Miguel Bernardo Bianquetti (born 19 December 1951), known as Migueli, is a Spanish retired footballer who played as a central defender.

A player of immense physical power – he was nicknamed Tarzan– he was best known for his Barcelona spell, which lasted almost 20 professional years.

Migueli appeared with the Spain national team at the 1978 World Cup and Euro 1980.

Club career
Migueli was born in Ceuta. After playing with Cádiz CF from 1970 to 1973, competing in the Segunda División, he transferred to La Liga giants FC Barcelona, where he became an undisputed starter after just one league game in his first year, going on to play 391 matches in the competition (549 overall, club's all-time best until 5 January 2011, when Xavi surpassed him in a Copa del Rey match against Athletic Bilbao); whilst he was performing his compulsory military service in Cádiz he made his official debut for the latter, and upon his return, not aware that he needed two special permits to leave the headquarters, he was jailed for one month.

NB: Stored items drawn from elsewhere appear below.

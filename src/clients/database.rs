use std::{collections::HashMap, sync::Arc};

use anyhow::{Error, Result, anyhow};
use async_trait::async_trait;
use tokio_postgres::{Client, NoTls, Row, types::ToSql};
use tracing::{debug, error, info};
use uuid::Uuid;

use crate::{
    clients::{directory::RecipientDirectory, store::RecordStore},
    models::{
        directory::RecipientProfile,
        error::StoreError,
        record::{NewNotification, NotificationRecord, RecordFilter, RecordUpdate},
        status::NotificationStatus,
    },
};

const SCHEMA: &str = r#"
CREATE TABLE IF NOT EXISTS notifications (
    id              UUID PRIMARY KEY,
    recipient_token TEXT,
    title           TEXT NOT NULL,
    body            TEXT NOT NULL,
    payload         JSONB NOT NULL DEFAULT '{}'::jsonb,
    correlation_key TEXT,
    status          TEXT NOT NULL DEFAULT 'pending',
    retry_count     INTEGER NOT NULL DEFAULT 0,
    last_error      TEXT,
    delivery_id     TEXT,
    created_at      TIMESTAMPTZ NOT NULL DEFAULT now(),
    processed_at    TIMESTAMPTZ,
    retry_at        TIMESTAMPTZ
);

CREATE INDEX IF NOT EXISTS notifications_correlation_status_idx
    ON notifications (correlation_key, status);

CREATE INDEX IF NOT EXISTS notifications_status_created_idx
    ON notifications (status, created_at);

CREATE TABLE IF NOT EXISTS recipient_profiles (
    recipient_id          TEXT PRIMARY KEY,
    push_token            TEXT,
    notifications_enabled BOOLEAN NOT NULL DEFAULT TRUE
);
"#;

const COLUMNS: &str = "id, recipient_token, title, body, payload, correlation_key, status, \
                       retry_count, last_error, delivery_id, created_at, processed_at, retry_at";

/// Opens a connection and drives it on a background task.
pub async fn connect(database_url: &str) -> Result<Arc<Client>, Error> {
    info!("Connecting to PostgreSQL database");

    let (client, connection) = tokio_postgres::connect(database_url, NoTls)
        .await
        .map_err(|e| anyhow!("Failed to connect to database: {}", e))?;

    tokio::spawn(async move {
        if let Err(e) = connection.await {
            error!(error = %e, "PostgreSQL connection closed with error");
        }
    });

    info!("PostgreSQL connection established");

    Ok(Arc::new(client))
}

/// Positional parameters for statements assembled at runtime.
#[derive(Default)]
struct Params {
    values: Vec<Box<dyn ToSql + Sync + Send>>,
}

impl Params {
    fn bind<T: ToSql + Sync + Send + 'static>(&mut self, value: T) -> String {
        self.values.push(Box::new(value));
        format!("${}", self.values.len())
    }

    fn conditions(&mut self, filters: &[RecordFilter]) -> Vec<String> {
        filters
            .iter()
            .map(|filter| match filter {
                RecordFilter::CorrelationKey(key) => {
                    format!("correlation_key = {}", self.bind(key.clone()))
                }
                RecordFilter::Status(status) => {
                    format!("status = {}", self.bind(status.as_str().to_string()))
                }
                RecordFilter::StatusIn(statuses) => {
                    let statuses: Vec<String> =
                        statuses.iter().map(|s| s.as_str().to_string()).collect();
                    format!("status = ANY({})", self.bind(statuses))
                }
                RecordFilter::CreatedBefore(instant) => {
                    format!("created_at < {}", self.bind(*instant))
                }
            })
            .collect()
    }

    fn as_refs(&self) -> Vec<&(dyn ToSql + Sync)> {
        self.values
            .iter()
            .map(|value| value.as_ref() as &(dyn ToSql + Sync))
            .collect()
    }
}

pub struct PgRecordStore {
    client: Arc<Client>,
}

impl PgRecordStore {
    pub fn new(client: Arc<Client>) -> Self {
        Self { client }
    }

    pub async fn ensure_schema(&self) -> Result<(), Error> {
        self.client
            .batch_execute(SCHEMA)
            .await
            .map_err(|e| anyhow!("Failed to create notification schema: {}", e))?;

        debug!("Notification schema ensured");
        Ok(())
    }

    fn row_to_record(row: &Row) -> Result<NotificationRecord, StoreError> {
        let id: Uuid = row.try_get("id")?;
        let corrupt = |reason: String| StoreError::Corrupt {
            id: id.to_string(),
            reason,
        };

        let payload = match row.try_get::<_, serde_json::Value>("payload")? {
            serde_json::Value::Object(map) => map.into_iter().collect::<HashMap<_, _>>(),
            serde_json::Value::Null => HashMap::new(),
            other => return Err(corrupt(format!("payload is not an object: {}", other))),
        };

        let status = row
            .try_get::<_, String>("status")?
            .parse::<NotificationStatus>()
            .map_err(corrupt)?;

        let retry_count = u32::try_from(row.try_get::<_, i32>("retry_count")?)
            .map_err(|e| corrupt(format!("negative retry_count: {}", e)))?;

        Ok(NotificationRecord {
            id,
            recipient_token: row.try_get("recipient_token")?,
            title: row.try_get("title")?,
            body: row.try_get("body")?,
            payload,
            correlation_key: row.try_get("correlation_key")?,
            status,
            retry_count,
            last_error: row.try_get("last_error")?,
            delivery_id: row.try_get("delivery_id")?,
            created_at: row.try_get("created_at")?,
            processed_at: row.try_get("processed_at")?,
            retry_at: row.try_get("retry_at")?,
        })
    }
}

#[async_trait]
impl RecordStore for PgRecordStore {
    async fn create(&self, notification: NewNotification) -> Result<NotificationRecord, StoreError> {
        let id = Uuid::new_v4();
        let payload = serde_json::Value::Object(notification.payload.into_iter().collect());
        let status = NotificationStatus::Pending.as_str();

        let sql = format!(
            "INSERT INTO notifications (id, recipient_token, title, body, payload, correlation_key, status) \
             VALUES ($1, $2, $3, $4, $5, $6, $7) RETURNING {}",
            COLUMNS
        );

        let row = self
            .client
            .query_one(
                &sql,
                &[
                    &id,
                    &notification.recipient_token,
                    &notification.title,
                    &notification.body,
                    &payload,
                    &notification.correlation_key,
                    &status,
                ],
            )
            .await?;

        Self::row_to_record(&row)
    }

    async fn get(&self, id: Uuid) -> Result<Option<NotificationRecord>, StoreError> {
        let sql = format!("SELECT {} FROM notifications WHERE id = $1", COLUMNS);

        self.client
            .query_opt(&sql, &[&id])
            .await?
            .as_ref()
            .map(Self::row_to_record)
            .transpose()
    }

    async fn update(&self, id: Uuid, update: RecordUpdate) -> Result<bool, StoreError> {
        let mut params = Params::default();
        let mut sets = Vec::new();

        if let Some(status) = update.status {
            sets.push(format!("status = {}", params.bind(status.as_str().to_string())));
        }
        if let Some(retry_count) = update.retry_count {
            let retry_count = i32::try_from(retry_count).unwrap_or(i32::MAX);
            sets.push(format!("retry_count = {}", params.bind(retry_count)));
        }
        if let Some(last_error) = update.last_error {
            sets.push(format!("last_error = {}", params.bind(last_error)));
        }
        if let Some(delivery_id) = update.delivery_id {
            sets.push(format!("delivery_id = {}", params.bind(delivery_id)));
        }
        if let Some(processed_at) = update.processed_at {
            sets.push(format!("processed_at = {}", params.bind(processed_at)));
        }
        if let Some(retry_at) = update.retry_at {
            sets.push(format!("retry_at = {}", params.bind(retry_at)));
        }

        if sets.is_empty() {
            return Ok(self.get(id).await?.is_some());
        }

        let mut sql = format!(
            "UPDATE notifications SET {} WHERE id = {}",
            sets.join(", "),
            params.bind(id)
        );
        if let Some(expected) = update.expected_status {
            sql.push_str(&format!(
                " AND status = {}",
                params.bind(expected.as_str().to_string())
            ));
        }

        let updated = self.client.execute(&sql, &params.as_refs()).await?;
        Ok(updated == 1)
    }

    async fn delete(&self, id: Uuid) -> Result<bool, StoreError> {
        let deleted = self
            .client
            .execute("DELETE FROM notifications WHERE id = $1", &[&id])
            .await?;

        Ok(deleted == 1)
    }

    async fn delete_many(&self, ids: &[Uuid], filters: &[RecordFilter]) -> Result<u64, StoreError> {
        if ids.is_empty() {
            return Ok(0);
        }

        let mut params = Params::default();
        let mut conditions = vec![format!("id = ANY({})", params.bind(ids.to_vec()))];
        conditions.extend(params.conditions(filters));

        let sql = format!("DELETE FROM notifications WHERE {}", conditions.join(" AND "));
        let deleted = self.client.execute(&sql, &params.as_refs()).await?;

        Ok(deleted)
    }

    async fn query(
        &self,
        filters: &[RecordFilter],
        limit: usize,
    ) -> Result<Vec<NotificationRecord>, StoreError> {
        let mut params = Params::default();
        let conditions = params.conditions(filters);

        let mut sql = format!("SELECT {} FROM notifications", COLUMNS);
        if !conditions.is_empty() {
            sql.push_str(" WHERE ");
            sql.push_str(&conditions.join(" AND "));
        }

        let limit = i64::try_from(limit).unwrap_or(i64::MAX);
        sql.push_str(&format!(" ORDER BY created_at ASC LIMIT {}", params.bind(limit)));

        let rows = self.client.query(&sql, &params.as_refs()).await?;

        rows.iter().map(Self::row_to_record).collect()
    }

    async fn ping(&self) -> Result<(), StoreError> {
        self.client.simple_query("SELECT 1").await?;
        Ok(())
    }
}

pub struct PgRecipientDirectory {
    client: Arc<Client>,
}

impl PgRecipientDirectory {
    pub fn new(client: Arc<Client>) -> Self {
        Self { client }
    }
}

#[async_trait]
impl RecipientDirectory for PgRecipientDirectory {
    async fn find(&self, recipient_id: &str) -> Result<Option<RecipientProfile>, StoreError> {
        let row = self
            .client
            .query_opt(
                "SELECT recipient_id, push_token, notifications_enabled \
                 FROM recipient_profiles WHERE recipient_id = $1",
                &[&recipient_id],
            )
            .await?;

        let Some(row) = row else {
            return Ok(None);
        };

        Ok(Some(RecipientProfile {
            recipient_id: row.try_get("recipient_id")?,
            push_token: row.try_get("push_token")?,
            notifications_enabled: row.try_get("notifications_enabled")?,
        }))
    }
}
use std::collections::HashMap;

use async_trait::async_trait;
use tokio::sync::RwLock;

use crate::models::{directory::RecipientProfile, error::StoreError};

/// User-profile lookup used by direct sends.
#[async_trait]
pub trait RecipientDirectory: Send + Sync {
    async fn find(&self, recipient_id: &str) -> Result<Option<RecipientProfile>, StoreError>;
}

#[derive(Default)]
pub struct InMemoryRecipientDirectory {
    profiles: RwLock<HashMap<String, RecipientProfile>>,
}

impl InMemoryRecipientDirectory {
    pub fn new() -> Self {
        Self::default()
    }

    pub async fn upsert(&self, profile: RecipientProfile) {
        self.profiles
            .write()
            .await
            .insert(profile.recipient_id.clone(), profile);
    }
}

#[async_trait]
impl RecipientDirectory for InMemoryRecipientDirectory {
    async fn find(&self, recipient_id: &str) -> Result<Option<RecipientProfile>, StoreError> {
        Ok(self.profiles.read().await.get(recipient_id).cloned())
    }
}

In the final of the 1978–79 European Cup Winners' Cup against Fortuna Düsseldorf, Migueli played parts of the match, which went to extra time, with a broken collarbone, in an eventual 4–3 win. In the 1986–87 season, already well into his 30s, he still managed to make 41 appearances – 38 complete – and retired at the end of the following campaign, in which he added another domestic cup.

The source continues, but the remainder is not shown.